The minimal example is:
I’ve tried creating a blank Hello World Console app, and running it from “Start Cuda Debugging (Next-Gen)”
If I set the target framework to “net48”, the program runs fine.
If I set the target framework to “net6.0”, I get the following error:
Unhandled exception at 0x00007FFC4BAF4B2C (KernelBase.dll) in HelloWorld.dll: 0xE0434352 (parameters: 0xFFFFFFFF80070002, 0x0000000000000000, 0x0000000000000000, 0x0000000000000000, 0x00007FFC25300000).
Can you clarify what the application is doing? Is this a .NET app that has a native (CUDA) C++ component? And the only change is the target framework? Can you debug both framework versions with the built-in VS Debugger? It’s strange that the target framework would impact the CUDA debugger.
The original application is a .NET 6 application that uses GitHub - clSharp/Cloo to load a .ptx to perform some calculations. When trying to run with the Cuda Debugger, I would get the above exception.
I wasn’t sure if there was something wrong with my application, so I tried creating a new one, but even before I made any modifications to the “HelloWorld” template app in Visual Studio, the Cuda Debugger gave the same error when targetting .NET core (.net 6). The regular visual studio Debugger works fine for both.
I’ve had trouble finding good documentation for what is supported by NSight for Visual Studio. Is .NET (framework or core) supported at all?

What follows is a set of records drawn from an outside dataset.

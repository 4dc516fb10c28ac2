//! `dbdeploy list` — List DBMS names or the releases of one DBMS.

use clap::Args;

use super::GlobalArgs;
use crate::output;

/// Arguments for the `list` command.
#[derive(Args, Debug)]
pub struct ListArgs {
    /// DBMS whose releases to list; lists DBMS names when omitted.
    pub dbms: Option<String>,
}

/// Executes the `list` command.
///
/// # Errors
///
/// Returns an error if the catalog cannot be loaded or the DBMS is unknown.
pub fn execute(args: &ListArgs, global: &GlobalArgs) -> anyhow::Result<()> {
    let (_, catalog) = global.load()?;
    let text = match &args.dbms {
        Some(name) => output::format_releases(catalog.find_dbms(name)?),
        None => output::format_dbms_names(&catalog),
    };
    output::emit(&text);
    Ok(())
}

There are substantial changes under the hood between the .net 4.8 (.net framework, which is endo of lifed) and .net 6 (.net core, which is a complete rewrite of .net) so it’s not entirely suprising that the behavoir is different between the two.
The issue is that this project type builds a .dll. Even though there is an .exe next to it, the Visual Studio project APIs indicate that the .dll is the build output, and that is what the Nsight debugger uses to determine what to debug.
For now there is an easy workaround, go to the Nsight User Properties, select Launch external program, give it the full path to the .exe that is next to the .dll. Launch the Nsight debugger, now the external program setting will take precedence.